▸ YOUR INSTRUCTIONS
For each line in the data that includes "usize", make a copy.

(Collected data entries)
===
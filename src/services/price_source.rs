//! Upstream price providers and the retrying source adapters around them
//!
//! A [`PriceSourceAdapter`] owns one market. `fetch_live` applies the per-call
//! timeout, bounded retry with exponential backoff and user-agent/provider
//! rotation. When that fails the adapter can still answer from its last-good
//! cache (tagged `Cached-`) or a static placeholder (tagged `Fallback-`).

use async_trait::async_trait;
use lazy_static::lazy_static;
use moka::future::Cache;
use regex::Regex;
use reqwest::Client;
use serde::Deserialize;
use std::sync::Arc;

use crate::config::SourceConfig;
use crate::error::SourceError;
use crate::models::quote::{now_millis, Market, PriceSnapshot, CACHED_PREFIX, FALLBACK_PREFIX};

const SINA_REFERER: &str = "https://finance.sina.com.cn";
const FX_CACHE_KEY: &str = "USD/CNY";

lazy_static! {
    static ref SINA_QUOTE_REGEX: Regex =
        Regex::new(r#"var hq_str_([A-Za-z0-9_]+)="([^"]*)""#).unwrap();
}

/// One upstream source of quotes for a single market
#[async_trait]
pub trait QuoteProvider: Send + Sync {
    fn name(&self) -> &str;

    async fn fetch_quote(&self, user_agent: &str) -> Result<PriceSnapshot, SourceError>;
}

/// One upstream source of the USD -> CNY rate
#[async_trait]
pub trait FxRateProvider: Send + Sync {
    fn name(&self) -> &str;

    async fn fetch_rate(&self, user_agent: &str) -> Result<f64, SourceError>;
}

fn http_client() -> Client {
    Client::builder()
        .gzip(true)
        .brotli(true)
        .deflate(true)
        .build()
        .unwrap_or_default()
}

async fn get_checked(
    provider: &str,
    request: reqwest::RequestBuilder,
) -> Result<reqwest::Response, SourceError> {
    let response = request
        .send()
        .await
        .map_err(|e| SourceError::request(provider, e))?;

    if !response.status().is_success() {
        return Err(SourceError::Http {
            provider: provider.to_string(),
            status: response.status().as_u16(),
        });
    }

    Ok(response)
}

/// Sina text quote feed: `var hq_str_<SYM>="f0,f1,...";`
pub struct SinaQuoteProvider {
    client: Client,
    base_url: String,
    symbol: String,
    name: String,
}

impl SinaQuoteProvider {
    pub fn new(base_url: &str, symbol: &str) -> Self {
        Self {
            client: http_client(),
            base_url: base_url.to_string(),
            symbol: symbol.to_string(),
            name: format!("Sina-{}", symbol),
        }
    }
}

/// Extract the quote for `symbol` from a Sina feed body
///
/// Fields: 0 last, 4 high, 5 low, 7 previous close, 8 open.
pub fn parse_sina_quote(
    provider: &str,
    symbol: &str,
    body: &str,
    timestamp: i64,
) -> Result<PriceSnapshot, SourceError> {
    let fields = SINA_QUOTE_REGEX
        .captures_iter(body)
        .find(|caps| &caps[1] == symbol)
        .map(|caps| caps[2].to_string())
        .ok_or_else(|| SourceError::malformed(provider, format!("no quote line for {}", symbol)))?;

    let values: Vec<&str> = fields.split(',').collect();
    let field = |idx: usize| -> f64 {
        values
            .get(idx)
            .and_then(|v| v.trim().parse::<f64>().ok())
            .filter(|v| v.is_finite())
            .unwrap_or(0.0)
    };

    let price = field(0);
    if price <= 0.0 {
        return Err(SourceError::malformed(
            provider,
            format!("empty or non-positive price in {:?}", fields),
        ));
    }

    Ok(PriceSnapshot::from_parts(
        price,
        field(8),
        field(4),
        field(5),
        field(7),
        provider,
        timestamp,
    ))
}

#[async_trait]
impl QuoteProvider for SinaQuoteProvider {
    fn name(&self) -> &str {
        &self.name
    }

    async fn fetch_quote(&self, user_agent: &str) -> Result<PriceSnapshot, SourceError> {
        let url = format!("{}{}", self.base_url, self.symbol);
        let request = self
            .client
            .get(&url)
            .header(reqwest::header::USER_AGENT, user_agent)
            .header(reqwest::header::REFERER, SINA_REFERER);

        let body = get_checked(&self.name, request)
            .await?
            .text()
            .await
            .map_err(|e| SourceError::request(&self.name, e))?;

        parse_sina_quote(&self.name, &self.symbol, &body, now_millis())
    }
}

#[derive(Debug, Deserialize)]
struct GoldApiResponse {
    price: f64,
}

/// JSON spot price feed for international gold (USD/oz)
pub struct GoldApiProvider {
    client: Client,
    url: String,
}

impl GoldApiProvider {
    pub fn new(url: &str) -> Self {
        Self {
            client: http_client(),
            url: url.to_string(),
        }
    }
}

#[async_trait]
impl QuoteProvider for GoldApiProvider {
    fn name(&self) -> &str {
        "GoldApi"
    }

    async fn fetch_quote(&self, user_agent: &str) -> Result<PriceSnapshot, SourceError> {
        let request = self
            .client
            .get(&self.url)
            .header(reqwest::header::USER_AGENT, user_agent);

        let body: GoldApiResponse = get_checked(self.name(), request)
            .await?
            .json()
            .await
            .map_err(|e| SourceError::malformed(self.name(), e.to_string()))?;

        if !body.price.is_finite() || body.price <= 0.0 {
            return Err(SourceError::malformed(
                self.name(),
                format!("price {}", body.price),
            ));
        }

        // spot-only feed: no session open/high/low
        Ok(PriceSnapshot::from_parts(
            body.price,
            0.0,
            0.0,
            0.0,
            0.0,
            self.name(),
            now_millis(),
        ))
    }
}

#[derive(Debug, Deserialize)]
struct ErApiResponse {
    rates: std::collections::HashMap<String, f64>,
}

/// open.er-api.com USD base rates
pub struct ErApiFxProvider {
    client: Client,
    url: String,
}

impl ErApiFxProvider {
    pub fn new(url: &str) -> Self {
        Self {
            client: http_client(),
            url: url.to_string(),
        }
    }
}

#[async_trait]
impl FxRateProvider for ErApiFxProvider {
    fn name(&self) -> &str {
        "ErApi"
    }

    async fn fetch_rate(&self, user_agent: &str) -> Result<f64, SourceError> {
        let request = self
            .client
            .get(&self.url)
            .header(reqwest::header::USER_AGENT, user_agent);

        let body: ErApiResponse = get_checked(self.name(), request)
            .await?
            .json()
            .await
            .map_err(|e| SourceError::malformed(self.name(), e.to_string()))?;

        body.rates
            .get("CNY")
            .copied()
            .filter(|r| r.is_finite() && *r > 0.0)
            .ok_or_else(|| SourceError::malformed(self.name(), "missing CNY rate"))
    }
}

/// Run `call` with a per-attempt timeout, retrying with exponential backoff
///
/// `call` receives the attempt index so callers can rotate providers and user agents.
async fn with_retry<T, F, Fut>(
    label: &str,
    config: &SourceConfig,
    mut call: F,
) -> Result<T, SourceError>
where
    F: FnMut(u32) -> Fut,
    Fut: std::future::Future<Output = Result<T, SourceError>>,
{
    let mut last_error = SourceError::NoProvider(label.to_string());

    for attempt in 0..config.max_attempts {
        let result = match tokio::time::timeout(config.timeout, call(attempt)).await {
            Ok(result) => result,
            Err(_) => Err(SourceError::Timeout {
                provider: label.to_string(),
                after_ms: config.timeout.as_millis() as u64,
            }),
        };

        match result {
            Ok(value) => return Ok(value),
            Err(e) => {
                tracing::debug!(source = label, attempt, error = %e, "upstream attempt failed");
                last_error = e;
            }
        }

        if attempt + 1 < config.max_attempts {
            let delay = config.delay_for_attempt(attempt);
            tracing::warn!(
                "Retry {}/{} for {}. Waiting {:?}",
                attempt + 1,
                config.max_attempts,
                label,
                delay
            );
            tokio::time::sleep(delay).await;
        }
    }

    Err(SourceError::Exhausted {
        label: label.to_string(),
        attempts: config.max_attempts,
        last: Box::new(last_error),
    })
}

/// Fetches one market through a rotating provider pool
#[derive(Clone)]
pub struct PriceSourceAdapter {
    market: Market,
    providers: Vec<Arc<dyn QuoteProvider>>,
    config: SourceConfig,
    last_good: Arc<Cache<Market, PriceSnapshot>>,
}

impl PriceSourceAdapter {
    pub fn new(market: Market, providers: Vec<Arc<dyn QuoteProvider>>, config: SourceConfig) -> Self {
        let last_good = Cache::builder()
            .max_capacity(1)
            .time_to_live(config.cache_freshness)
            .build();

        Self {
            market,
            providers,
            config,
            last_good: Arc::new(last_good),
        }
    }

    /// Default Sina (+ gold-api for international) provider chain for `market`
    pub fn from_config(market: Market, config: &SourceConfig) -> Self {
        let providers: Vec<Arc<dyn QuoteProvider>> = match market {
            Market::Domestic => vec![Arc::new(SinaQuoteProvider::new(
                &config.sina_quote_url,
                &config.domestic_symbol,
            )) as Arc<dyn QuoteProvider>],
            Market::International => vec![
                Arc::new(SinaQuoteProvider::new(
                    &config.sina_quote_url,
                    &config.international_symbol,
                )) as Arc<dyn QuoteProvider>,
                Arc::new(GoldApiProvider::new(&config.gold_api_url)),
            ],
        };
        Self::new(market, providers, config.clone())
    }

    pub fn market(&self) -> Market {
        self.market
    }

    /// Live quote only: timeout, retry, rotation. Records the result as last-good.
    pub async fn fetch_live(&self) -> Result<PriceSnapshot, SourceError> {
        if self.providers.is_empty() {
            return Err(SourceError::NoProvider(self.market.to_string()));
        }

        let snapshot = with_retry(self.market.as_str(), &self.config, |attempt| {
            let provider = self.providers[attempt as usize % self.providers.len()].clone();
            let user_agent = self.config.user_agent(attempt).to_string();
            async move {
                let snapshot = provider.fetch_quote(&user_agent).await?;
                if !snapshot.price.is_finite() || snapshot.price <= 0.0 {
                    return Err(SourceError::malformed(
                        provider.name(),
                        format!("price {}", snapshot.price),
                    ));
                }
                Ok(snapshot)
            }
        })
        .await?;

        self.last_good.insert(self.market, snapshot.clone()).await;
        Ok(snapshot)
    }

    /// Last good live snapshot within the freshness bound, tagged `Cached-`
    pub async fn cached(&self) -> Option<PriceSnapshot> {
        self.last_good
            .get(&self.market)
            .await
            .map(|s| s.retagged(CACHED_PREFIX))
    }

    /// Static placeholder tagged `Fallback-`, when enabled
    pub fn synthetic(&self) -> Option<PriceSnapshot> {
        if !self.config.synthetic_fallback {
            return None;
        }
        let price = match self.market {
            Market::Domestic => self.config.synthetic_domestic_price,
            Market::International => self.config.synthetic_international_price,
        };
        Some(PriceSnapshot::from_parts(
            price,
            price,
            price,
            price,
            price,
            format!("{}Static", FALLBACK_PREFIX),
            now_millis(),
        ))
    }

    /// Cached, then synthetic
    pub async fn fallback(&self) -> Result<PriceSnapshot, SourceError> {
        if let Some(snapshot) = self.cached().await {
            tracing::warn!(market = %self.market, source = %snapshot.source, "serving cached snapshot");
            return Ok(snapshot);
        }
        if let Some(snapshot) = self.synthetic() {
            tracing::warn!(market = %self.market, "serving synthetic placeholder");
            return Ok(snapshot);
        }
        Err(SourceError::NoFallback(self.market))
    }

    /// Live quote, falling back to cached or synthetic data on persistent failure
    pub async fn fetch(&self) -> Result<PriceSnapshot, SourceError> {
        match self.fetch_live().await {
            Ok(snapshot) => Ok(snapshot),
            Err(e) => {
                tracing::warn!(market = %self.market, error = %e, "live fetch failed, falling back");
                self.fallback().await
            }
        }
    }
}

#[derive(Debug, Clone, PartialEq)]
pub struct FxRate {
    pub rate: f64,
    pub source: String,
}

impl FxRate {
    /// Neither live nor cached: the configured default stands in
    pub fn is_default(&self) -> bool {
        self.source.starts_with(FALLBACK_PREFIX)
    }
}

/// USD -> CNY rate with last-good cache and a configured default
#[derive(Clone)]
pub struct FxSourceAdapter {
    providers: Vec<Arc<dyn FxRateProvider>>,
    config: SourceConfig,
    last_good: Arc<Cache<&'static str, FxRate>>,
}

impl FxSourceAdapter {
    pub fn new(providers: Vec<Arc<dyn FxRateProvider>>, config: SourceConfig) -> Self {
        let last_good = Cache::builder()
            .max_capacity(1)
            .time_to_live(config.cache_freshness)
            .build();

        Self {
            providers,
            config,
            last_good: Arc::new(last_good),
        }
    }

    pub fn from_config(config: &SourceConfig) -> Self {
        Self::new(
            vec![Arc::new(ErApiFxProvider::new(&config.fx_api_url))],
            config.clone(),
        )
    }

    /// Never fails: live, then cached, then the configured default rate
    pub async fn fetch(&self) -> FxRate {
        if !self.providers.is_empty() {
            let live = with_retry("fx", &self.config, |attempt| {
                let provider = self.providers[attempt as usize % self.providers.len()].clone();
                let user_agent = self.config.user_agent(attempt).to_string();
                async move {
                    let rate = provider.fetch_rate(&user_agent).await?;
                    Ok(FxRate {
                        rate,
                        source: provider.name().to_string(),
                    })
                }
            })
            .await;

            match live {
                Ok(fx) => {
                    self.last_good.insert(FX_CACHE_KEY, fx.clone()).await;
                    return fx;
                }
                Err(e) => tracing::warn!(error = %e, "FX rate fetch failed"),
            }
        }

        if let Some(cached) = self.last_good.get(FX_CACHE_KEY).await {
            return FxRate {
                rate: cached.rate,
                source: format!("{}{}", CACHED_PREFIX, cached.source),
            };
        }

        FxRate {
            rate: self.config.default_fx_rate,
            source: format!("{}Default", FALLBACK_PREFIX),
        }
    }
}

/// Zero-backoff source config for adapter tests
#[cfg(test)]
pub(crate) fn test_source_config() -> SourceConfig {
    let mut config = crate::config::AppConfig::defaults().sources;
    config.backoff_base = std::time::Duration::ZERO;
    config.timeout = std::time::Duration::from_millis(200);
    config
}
===
▸ OUTPUT
    let field = |idx: usize| -> f64 {
            let provider = self.providers[attempt as usize % self.providers.len()].clone();
                let provider = self.providers[attempt as usize % self.providers.len()].clone();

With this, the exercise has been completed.